From f15872293d04b4229c05c4bc9b63ea2f1a97f073 Mon Sep 17 00:00:00 2001
From: Pepijn <pepijn@huggingface.co>
Date: Wed, 31 Dec 2025 12:24:43 +0100
Subject: [PATCH] Only move teleop after space press

---
 docs/source/rac.mdx                          |  22 ++--
 examples/rac/rac_data_collection.py          |  97 +++++++++++------
 examples/rac/rac_data_collection_openarms.py | 105 ++++++++++++-------
 3 files changed, 143 insertions(+), 81 deletions(-)

diff --git a/docs/source/rac.mdx b/docs/source/rac.mdx
index 022637ebf..7da574c92 100644
--- a/docs/source/rac.mdx
+++ b/docs/source/rac.mdx
@@ -126,19 +126,27 @@ python examples/rac/rac_data_collection.py \
 
 | Key | Action |
 |-----|--------|
-| **SPACE** | Start intervention (take control) |
+| **SPACE** | Pause policy (teleop mirrors robot, no recording) |
+| **c** | Take control (start correction, recording resumes) |
 | **→** | End episode (save) |
-| **ESC** | Stop recording session |
+| **←** | Re-record episode |
+| **ESC** | Stop session and push to hub |
 
 **The RaC Protocol:**
 
 1. Watch the policy run autonomously
-2. When you see imminent failure, press **SPACE** to intervene
-3. **RECOVERY**: Teleoperate the robot back to a good in-distribution state
-4. **CORRECTION**: Use teleoperator to complete the subtask
-5. Press **→** to save and end episode
+2. When you see imminent failure, press **SPACE** to pause
+   - Policy stops, teleoperator mirrors robot position
+   - Allows smooth handoff without jarring movements
+   - No frames recorded during pause
+3. Press **c** to take control
+   - Teleoperator is now free to move
+   - **RECOVERY**: Teleoperate back to a good state
+   - **CORRECTION**: Complete the subtask
+   - All movements are recorded
+4. Press **→** to save and end episode
 
-The recovery segment (teleoperating back to good state) is recorded as training data - this teaches the policy how to recover from errors.

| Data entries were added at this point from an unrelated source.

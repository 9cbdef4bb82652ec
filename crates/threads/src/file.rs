//! File-backed thread store.
//!
//! Each thread lives in `<dir>/<key>.json` as `{"expires_at", "payload"}`.
//! Writes go to a temp file that is renamed into place, so readers never
//! see a half-written thread. All disk I/O runs on the blocking pool.

use std::path::{Path, PathBuf};
use std::time::Duration;

use async_trait::async_trait;
use chrono::{DateTime, Utc};
use serde::{Deserialize, Serialize};
use tl_domain::error::{Error, Result};
use tl_domain::tool::Message;
use tl_domain::trace::TraceEvent;
use uuid::Uuid;

use crate::codec::{decode_thread, encode_thread};
use crate::store::{thread_key, ThreadStore};

#[derive(Debug, Serialize, Deserialize)]
struct ThreadFile {
    expires_at: DateTime<Utc>,
    payload: String,
}

pub struct FileThreadStore {
    dir: PathBuf,
    key_prefix: String,
    ttl: Duration,
}

impl FileThreadStore {
    pub fn new(dir: &Path, key_prefix: &str, ttl: Duration) -> Result<Self> {
        std::fs::create_dir_all(dir)?;
        Ok(Self {
            dir: dir.to_path_buf(),
            key_prefix: key_prefix.to_owned(),
            ttl,
        })
    }

    /// File path for a thread id. Client-supplied ids are reduced to a
    /// safe character set so they cannot escape `dir`.
    fn path_for(&self, thread_id: &str) -> PathBuf {
        let key: String = thread_key(&self.key_prefix, thread_id)
            .chars()
            .map(|c| {
                if c.is_ascii_alphanumeric() || c == '-' || c == '_' {
                    c
                } else {
                    '_'
                }
            })
            .collect();
        self.dir.join(format!("{key}.json"))
    }
}

async fn blocking<T, F>(f: F) -> Result<T>
where
    T: Send + 'static,
    F: FnOnce() -> Result<T> + Send + 'static,
{
    tokio::task::spawn_blocking(f)
        .await
        .map_err(|e| Error::Other(format!("spawn_blocking join: {e}")))?
}

#[async_trait]
impl ThreadStore for FileThreadStore {
    async fn store(&self, thread_id: &Uuid, messages: &[Message]) -> Result<()> {
        let expires_at = chrono::Duration::from_std(self.ttl)
            .ok()
            .and_then(|ttl| Utc::now().checked_add_signed(ttl))
            .ok_or_else(|| Error::Config(format!("thread ttl out of range: {:?}", self.ttl)))?;
        let record = ThreadFile {
            expires_at,
            payload: encode_thread(messages)?,
        };
        let bytes = serde_json::to_vec(&record)?;
        let path = self.path_for(&thread_id.to_string());

        blocking(move || {
            let tmp = path.with_extension("json.tmp");
            std::fs::write(&tmp, &bytes)?;
            std::fs::rename(&tmp, &path)?;
            Ok(())
        })
        .await?;

        TraceEvent::ThreadStored {
            thread_id: thread_id.to_string(),
            messages: messages.len(),
            ttl_secs: self.ttl.as_secs(),
        }
        .emit();
        Ok(())
    }

    async fn restore(&self, thread_id: &str) -> Result<Vec<Message>> {
        let path = self.path_for(thread_id);
        let id = thread_id.to_owned();

        let raw = blocking(move || match std::fs::read(&path) {
            Ok(raw) => Ok(Some(raw)),
            Err(e) if e.kind() == std::io::ErrorKind::NotFound => Ok(None),
            Err(e) => Err(Error::Io(e)),
        })
        .await?
        .ok_or_else(|| Error::ThreadNotFound(id.clone()))?;

        let record: ThreadFile = serde_json::from_slice(&raw).map_err(|e| Error::ThreadDecode {
            thread_id: id.clone(),
            message: e.to_string(),
        })?;
        if record.expires_at <= Utc::now() {
            return Err(Error::ThreadNotFound(id));
        }

        let messages = decode_thread(&id, &record.payload)?;
        TraceEvent::ThreadRestored {
            thread_id: id,
            messages: messages.len(),
        }
        .emit();
        Ok(messages)
    }

    async fn purge_expired(&self) -> Result<usize> {
        let dir = self.dir.clone();
        blocking(move || {
            let now = Utc::now();
            let mut removed = 0;
            for entry in std::fs::read_dir(&dir)? {
                let path = entry?.path();
                if path.extension().and_then(|e| e.to_str()) != Some("json") {
                    continue;
                }
                let expired = match std::fs::read(&path) {
                    Ok(raw) => serde_json::from_slice::<ThreadFile>(&raw)
                        .map(|r| r.expires_at <= now)
                        .unwrap_or(false),
                    Err(_) => false,
                };
                if expired && std::fs::remove_file(&path).is_ok() {
                    removed += 1;
                }
            }
            Ok(removed)
        })
        .await
    }

    fn backend(&self) -> &'static str {
        "file"
    }
}
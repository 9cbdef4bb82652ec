use tl_domain::error::Result;
use tl_domain::stream::{BoxStream, StreamEvent};
use tl_domain::tool::{Message, ToolDefinition};

// ━━━━━━━━━━━━━━━━━━━━━━━━━━━━━━━━━━━━━━━━━━━━━━━━━━━━━━━━━━━━━━━━━━
// Request type
// ━━━━━━━━━━━━━━━━━━━━━━━━━━━━━━━━━━━━━━━━━━━━━━━━━━━━━━━━━━━━━━━━━━

/// A provider-agnostic streaming chat request.
#[derive(Debug, Clone)]
pub struct ChatRequest {
    /// The conversation so far, oldest first.
    pub messages: Vec<Message>,
    /// System instruction sent alongside the conversation.
    pub system_prompt: Option<String>,
    /// Tool definitions the model may invoke. Empty = no tools offered.
    pub tools: Vec<ToolDefinition>,
    /// Sampling temperature (0.0 – 2.0). `None` lets the provider choose.
    pub temperature: Option<f32>,
    /// Number of candidates to generate. Only the first is ever read.
    pub candidate_count: u32,
    /// Model identifier override. When `None`, the provider uses its default.
    pub model: Option<String>,
}

impl Default for ChatRequest {
    fn default() -> Self {
        Self {
            messages: Vec::new(),
            system_prompt: None,
            tools: Vec::new(),
            temperature: None,
            candidate_count: 1,
            model: None,
        }
    }
}

// ━━━━━━━━━━━━━━━━━━━━━━━━━━━━━━━━━━━━━━━━━━━━━━━━━━━━━━━━━━━━━━━━━━
// Core provider trait
// ━━━━━━━━━━━━━━━━━━━━━━━━━━━━━━━━━━━━━━━━━━━━━━━━━━━━━━━━━━━━━━━━━━

/// Trait that every LLM adapter must implement.
///
/// The returned stream yields text tokens and function calls as the
/// backend produces them and finishes with [`StreamEvent::Done`]. An `Err`
/// item means the stream broke and the caller must stop reading it.
#[async_trait::async_trait]
pub trait LlmProvider: Send + Sync {
    /// Send a chat request and return a stream of events.
    async fn chat_stream(
        &self,
        req: &ChatRequest,
    ) -> Result<BoxStream<'static, Result<StreamEvent>>>;

    /// The model used when a request does not name one.
    fn default_model(&self) -> &str;

    /// A unique identifier for this provider instance.
    fn provider_id(&self) -> &str;
}
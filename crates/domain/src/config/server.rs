use serde::{Deserialize, Serialize};

// ━━━━━━━━━━━━━━━━━━━━━━━━━━━━━━━━━━━━━━━━━━━━━━━━━━━━━━━━━━━━━━━━━━
// Server
// ━━━━━━━━━━━━━━━━━━━━━━━━━━━━━━━━━━━━━━━━━━━━━━━━━━━━━━━━━━━━━━━━━━

#[derive(Debug, Clone, Serialize, Deserialize)]
pub struct ServerConfig {
    #[serde(default = "d_port")]
    pub port: u16,
    #[serde(default = "d_host")]
    pub host: String,
    /// Upper bound on in-flight HTTP requests.
    #[serde(default = "d_max_concurrent")]
    pub max_concurrent_sessions: usize,
}

impl Default for ServerConfig {
    fn default() -> Self {
        Self {
            port: d_port(),
            host: d_host(),
            max_concurrent_sessions: d_max_concurrent(),
        }
    }
}

// ── serde default helpers ───────────────────────────────────────────

fn d_port() -> u16 {
    8080
}
fn d_host() -> String {
    "127.0.0.1".into()
}
fn d_max_concurrent() -> usize {
    256
}

#[cfg(test)]
mod tests {
    use super::*;

    #[test]
    fn server_config_parses_overrides() {
        let toml_str = r#"
            port = 9000
            host = "0.0.0.0"
        "#;
        let cfg: ServerConfig = toml::from_str(toml_str).unwrap();
        assert_eq!(cfg.port, 9000);
        assert_eq!(cfg.host, "0.0.0.0");
        assert_eq!(cfg.max_concurrent_sessions, 256);
    }

    #[test]
    fn server_config_empty_toml_uses_all_defaults() {
        let cfg: ServerConfig = toml::from_str("").unwrap();
        assert_eq!(cfg.port, 8080);
        assert_eq!(cfg.host, "127.0.0.1");
    }
}
use std::sync::Arc;

use anyhow::Context;
use clap::Parser;
use tokio_util::sync::CancellationToken;
use tower_http::trace::TraceLayer;
use tracing_subscriber::layer::SubscriberExt;
use tracing_subscriber::util::SubscriberInitExt;
use tracing_subscriber::EnvFilter;

use opentelemetry::trace::TracerProvider as _;
use opentelemetry_otlp::WithExportConfig as _;

use tl_domain::config::{Config, ObservabilityConfig};
use tl_gateway::api;
use tl_gateway::bootstrap;
use tl_gateway::cli::ask::AskOptions;
use tl_gateway::cli::{Cli, Command, ConfigCommand};

#[tokio::main]
async fn main() -> anyhow::Result<()> {
    let cli = Cli::parse();

    match cli.command {
        // Default to serve when no subcommand is given.
        None | Some(Command::Serve) => {
            let (config, _config_path) = tl_gateway::cli::load_config()?;
            let tracer_provider = init_tracing(&config.observability);
            run_server(Arc::new(config), tracer_provider).await
        }
        Some(Command::Config(ConfigCommand::Validate)) => {
            let (config, config_path) = tl_gateway::cli::load_config()?;
            if !tl_gateway::cli::config::validate(&config, &config_path) {
                std::process::exit(1);
            }
            Ok(())
        }
        Some(Command::Config(ConfigCommand::Show)) => {
            let (config, _config_path) = tl_gateway::cli::load_config()?;
            print!("{}", tl_gateway::cli::config::show(&config)?);
            Ok(())
        }
        Some(Command::Version) => {
            println!("threadline {}", env!("CARGO_PKG_VERSION"));
            Ok(())
        }
        Some(Command::Ask {
            prompt,
            thread,
            url,
            tz,
            actions,
        }) => {
            init_cli_tracing();
            tl_gateway::cli::ask::ask(AskOptions {
                prompt,
                thread,
                url,
                tz,
                actions,
            })
            .await?;
            Ok(())
        }
    }
}

/// Initialize structured JSON tracing (only for the `serve` command).
///
/// When `otlp_endpoint` is configured, an OpenTelemetry layer is added so
/// that `session`, `llm.call` and `tool.call` spans are exported via
/// OTLP/gRPC. The returned provider must be shut down on exit to flush
/// pending spans.
fn init_tracing(obs: &ObservabilityConfig) -> Option<opentelemetry_sdk::trace::SdkTracerProvider> {
    let env_filter = EnvFilter::try_from_default_env()
        .unwrap_or_else(|_| EnvFilter::new("info,tl_gateway=debug"));

    let fmt_layer = tracing_subscriber::fmt::layer().json();

    let Some(endpoint) = &obs.otlp_endpoint else {
        tracing_subscriber::registry()
            .with(env_filter)
            .with(fmt_layer)
            .init();
        return None;
    };

    let exporter = match opentelemetry_otlp::SpanExporter::builder()
        .with_tonic()
        .with_endpoint(endpoint)
        .build()
    {
        Ok(e) => e,
        Err(e) => {
            eprintln!(
                "WARNING: failed to create OTLP exporter for {endpoint}: {e}; \
                 starting without OpenTelemetry"
            );
            tracing_subscriber::registry()
                .with(env_filter)
                .with(fmt_layer)
                .init();
            return None;
        }
    };

    let resource = opentelemetry_sdk::Resource::builder()
        .with_service_name(obs.service_name.clone())
        .build();

    let tracer_provider = opentelemetry_sdk::trace::SdkTracerProvider::builder()
        .with_batch_exporter(exporter)
        .with_sampler(opentelemetry_sdk::trace::Sampler::TraceIdRatioBased(
            obs.sample_rate,
        ))
        .with_resource(resource)
        .build();

    let otel_layer =
        tracing_opentelemetry::layer().with_tracer(tracer_provider.tracer("threadline"));

    tracing_subscriber::registry()
        .with(env_filter)
        .with(fmt_layer)
        .with(otel_layer)
        .init();

    Some(tracer_provider)
}

/// Compact stderr-only tracing for CLI commands, `warn` by default so
/// stdout stays clean.
fn init_cli_tracing() {
    tracing_subscriber::fmt()
        .with_env_filter(
            EnvFilter::try_from_default_env().unwrap_or_else(|_| EnvFilter::new("warn")),
        )
        .with_writer(std::io::stderr)
        .compact()
        .init();
}

async fn run_server(
    config: Arc<Config>,
    tracer_provider: Option<opentelemetry_sdk::trace::SdkTracerProvider>,
) -> anyhow::Result<()> {
    tracing::info!("threadline starting");

    // ── Build shared state & spawn background loops ──────────────────
    let shutdown = CancellationToken::new();
    let state = bootstrap::build_app_state(config.clone(), shutdown.clone()).await?;
    bootstrap::spawn_background_tasks(&state);

    // ── Router ───────────────────────────────────────────────────────
    let max_concurrent = config.server.max_concurrent_sessions;
    tracing::info!(max_concurrent, "concurrency limit set");

    let app = api::router()
        .layer(TraceLayer::new_for_http())
        .layer(tower::limit::ConcurrencyLimitLayer::new(max_concurrent))
        .with_state(state);

    // ── Bind ─────────────────────────────────────────────────────────
    let addr = format!("{}:{}", config.server.host, config.server.port);
    let listener = tokio::net::TcpListener::bind(&addr)
        .await
        .with_context(|| format!("binding to {addr}"))?;

    tracing::info!(addr = %addr, "threadline listening");

    axum::serve(listener, app)
        .with_graceful_shutdown(shutdown_signal(shutdown))
        .await
        .context("axum server error")?;

    if let Some(provider) = tracer_provider {
        if let Err(e) = provider.shutdown() {
            tracing::warn!(error = ?e, "OpenTelemetry tracer provider shutdown failed");
        }
    }

    tracing::info!("shutdown complete");
    Ok(())
}

/// Wait for SIGINT or SIGTERM, then cancel every open session and let
/// axum finish shutting down.
async fn shutdown_signal(shutdown: CancellationToken) {
    let ctrl_c = async {
        if let Err(e) = tokio::signal::ctrl_c().await {
            tracing::warn!(error = %e, "failed to listen for SIGINT");
            std::future::pending::<()>().await;
        }
    };

    #[cfg(unix)]
    let terminate = async {
        match tokio::signal::unix::signal(tokio::signal::unix::SignalKind::terminate()) {
            Ok(mut sigterm) => {
                sigterm.recv().await;
            }
            Err(e) => {
                tracing::warn!(error = %e, "failed to register SIGTERM handler");
                std::future::pending::<()>().await;
            }
        }
    };
    #[cfg(not(unix))]
    let terminate = std::future::pending::<()>();

    tokio::select! {
        _ = ctrl_c => tracing::info!("received SIGINT, shutting down"),
        _ = terminate => tracing::info!("received SIGTERM, shutting down"),
    }
    shutdown.cancel();
}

+The recovery and correction segments teach the policy how to recover from errors.
 
 ### Step 3: (Optional) Compute SARM Rewards
 
diff --git a/examples/rac/rac_data_collection.py b/examples/rac/rac_data_collection.py
index 2f4018481..f9f929a49 100644
--- a/examples/rac/rac_data_collection.py
+++ b/examples/rac/rac_data_collection.py
@@ -23,9 +23,11 @@ The recovery segment (teleoperating back to good state) is recorded as training
 this teaches the policy how to recover from errors.
 
 Keyboard Controls:
-    SPACE  - Start intervention (policy stops, human takes over)
+    SPACE  - Pause policy (robot holds position, no recording)
+    c      - Take control (start correction, recording resumes)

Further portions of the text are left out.